They are collectively known as the 3 P`s in transactional analysis to set the stage for a practical therapeutic framework. If the therapeutic relationship and working alliance are potent, the space will also protect against intrapsychic punishment. The therapist can give the patient permission to change a behaviour or attitude while feeling safe and effective, which seems impossible or unattainable. A therapist will need to enact the following :
- They must hook the patient`s “Young Professor ” by supplying more data, by providing specifications and confirmation.
- They must be stronger than the patient`s original internalised Parent
- They are permitting the patient`s Child to disobey his Parent’s instructions. An act of empowerment and nurturing which is at the core of parenting.
Permission timing is essential and should only be given when both parties feel protection is possible. This transaction typically occurs when the patient has arrived at an impasse beyond which they cannot or will not move. The therapist must be conscious of the patient’s limited life experience, cognitive and emotional development level, and the Child`s existential Position. Permission requires the Adult to work against or with any resistance in the internal dyad.
“A license to give up behaviour which the Adult wants to give up , or a release from negative behaviour”Berne (1972)
Protection is a significant part of the mother`s nurturing role and function; in response, the child develops a “Growing Adult”. The child can then explore and experience the world around them with the safety and certainty of being right or OK. The child will not be abandoned, rejected or punished for their transgressions and demands. In therapy, when a patient has taken permission to disobey the parental injunction, they may find themself in a state of panic, an existential vacuum that needs protecting and containment. The Patient’s Child must believe the therapist is potent enough to protect them from Parental wrath. The therapist should make it safe for the patient to make the changes needed, both intrapsychically ( regarding critical Parent and Script backlash ) and interpersonally from members of the family/group.
“Potency is expressed in permission by the emphasis with which permission is given, and is exemplified in protection by the willingness of the therapist to temporarily carry the burden of the patient’s panic when in an existential vacuum (Steiner,1968)”.

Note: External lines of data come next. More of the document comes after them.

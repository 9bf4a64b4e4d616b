use crate::config::ConfigError;
use crate::telemetry::TelemetryError;
use crate::workflows::admission::AdmissionError;
use axum::http::StatusCode;
use axum::response::{IntoResponse, Response};
use axum::Json;
use serde_json::json;
use std::fmt;

#[derive(Debug)]
pub enum AppError {
    Config(ConfigError),
    Telemetry(TelemetryError),
    Io(std::io::Error),
    Server(axum::Error),
    Admission(AdmissionError),
}

impl fmt::Display for AppError {
    fn fmt(&self, f: &mut fmt::Formatter<'_>) -> fmt::Result {
        match self {
            AppError::Config(err) => write!(f, "configuration error: {}", err),
            AppError::Telemetry(err) => write!(f, "telemetry error: {}", err),
            AppError::Io(err) => write!(f, "io error: {}", err),
            AppError::Server(err) => write!(f, "server error: {}", err),
            AppError::Admission(err) => write!(f, "admission error: {}", err),
        }
    }
}

impl std::error::Error for AppError {
    fn source(&self) -> Option<&(dyn std::error::Error + 'static)> {
        match self {
            AppError::Config(err) => Some(err),
            AppError::Telemetry(err) => Some(err),
            AppError::Io(err) => Some(err),
            AppError::Server(err) => Some(err),
            AppError::Admission(err) => Some(err),
        }
    }
}

impl IntoResponse for AppError {
    fn into_response(self) -> Response {
        let status = match &self {
            AppError::Admission(err) => match err {
                AdmissionError::Validation(_) => StatusCode::UNPROCESSABLE_ENTITY,
                AdmissionError::NotFound => StatusCode::NOT_FOUND,
                AdmissionError::InvalidTransition(_) | AdmissionError::Conflict => {
                    StatusCode::CONFLICT
                }
                AdmissionError::AdmissionFailed { .. } => StatusCode::BAD_GATEWAY,
                AdmissionError::Unavailable(_) => StatusCode::SERVICE_UNAVAILABLE,
            },
            AppError::Config(_)
            | AppError::Telemetry(_)
            | AppError::Io(_)
            | AppError::Server(_) => StatusCode::INTERNAL_SERVER_ERROR,
        };

        let body = Json(json!({ "error": self.to_string() }));
        (status, body).into_response()
    }
}

impl From<ConfigError> for AppError {
    fn from(value: ConfigError) -> Self {
        Self::Config(value)
    }
}

impl From<TelemetryError> for AppError {
    fn from(value: TelemetryError) -> Self {
        Self::Telemetry(value)
    }
}

impl From<std::io::Error> for AppError {
    fn from(value: std::io::Error) -> Self {
        Self::Io(value)
    }
}

impl From<axum::Error> for AppError {
    fn from(value: axum::Error) -> Self {
        Self::Server(value)
    }
}

impl From<AdmissionError> for AppError {
    fn from(value: AdmissionError) -> Self {
        Self::Admission(value)
    }
}

#[cfg(test)]
mod tests {
    use super::*;
    use crate::workflows::admission::{AdmissionStep, ApplicationStatus, TransitionError};

    #[test]
    fn admission_errors_map_to_client_statuses() {
        let invalid = AppError::from(AdmissionError::from(TransitionError {
            from: ApplicationStatus::Admitted,
            to: ApplicationStatus::OnHold,
        }));
        assert_eq!(invalid.into_response().status(), StatusCode::CONFLICT);

        let failed = AppError::from(AdmissionError::AdmissionFailed {
            step: AdmissionStep::StudentCreation,
            reason: "registry offline".into(),
        });
        assert_eq!(failed.into_response().status(), StatusCode::BAD_GATEWAY);

        let missing = AppError::from(AdmissionError::NotFound);
        assert_eq!(missing.into_response().status(), StatusCode::NOT_FOUND);
    }

    #[test]
    fn config_errors_are_internal() {
        let err = AppError::from(ConfigError::InvalidPort);
        assert!(err.to_string().starts_with("configuration error"));
        assert_eq!(
            err.into_response().status(),
            StatusCode::INTERNAL_SERVER_ERROR
        );
    }
}
use admissions::config::AdmissionsConfig;
use admissions::workflows::admission::{
    AcademicYear, AdmissionPorts, AdmissionService, InMemoryAdmissionStore,
    InMemoryParentAccounts, OutboxNotifier,
};
use metrics_exporter_prometheus::PrometheusHandle;
use std::sync::atomic::AtomicBool;
use std::sync::Arc;

#[derive(Clone)]
pub(crate) struct AppState {
    pub(crate) readiness: Arc<AtomicBool>,
    pub(crate) metrics: Arc<PrometheusHandle>,
}

/// Admission service plus handles on the process-local adapters behind it.
pub(crate) struct InMemoryAdmissions {
    pub(crate) service: Arc<AdmissionService>,
    pub(crate) store: Arc<InMemoryAdmissionStore>,
    pub(crate) accounts: Arc<InMemoryParentAccounts>,
    pub(crate) outbox: Arc<OutboxNotifier>,
}

pub(crate) fn in_memory_admissions(config: &AdmissionsConfig) -> InMemoryAdmissions {
    let store = Arc::new(InMemoryAdmissionStore::default());
    let accounts = Arc::new(InMemoryParentAccounts::new(config.password_hash_cost));
    let outbox = Arc::new(OutboxNotifier::default());
    let service = Arc::new(AdmissionService::new(
        AdmissionPorts {
            applications: store.clone(),
            students: store.clone(),
            credentials: accounts.clone(),
            notifications: outbox.clone(),
        },
        config,
    ));

    InMemoryAdmissions {
        service,
        store,
        accounts,
        outbox,
    }
}

pub(crate) fn parse_academic_year(raw: &str) -> Result<AcademicYear, String> {
    raw.trim()
        .parse::<AcademicYear>()
        .map_err(|err| err.to_string())
}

The therapist is committed to curing patients with valid consideration and a willingness to confront the patient at the impasse. The therapist demonstrates a certain level of knowledge and expertise and a commitment to a continuous learning process, self-awareness and self-care. The therapist can possess authenticity, credibility, trust and responsiveness, fully invested in their client’s welfare and experience. The therapist’s empathic resonance and compassion is the stimulus for the patient to engage further to understand their experience and internal frames of reference. By exhibiting the skill of potency in interventions, the therapist can aid the client to become potent themself, which they aspire to change for themself. Suppose the working alliance can shift from therapist-centred to relationship-centred with the concepts of permission, protection and potency. In that case, the patient can implement major behavioural changes to live a healthier existence.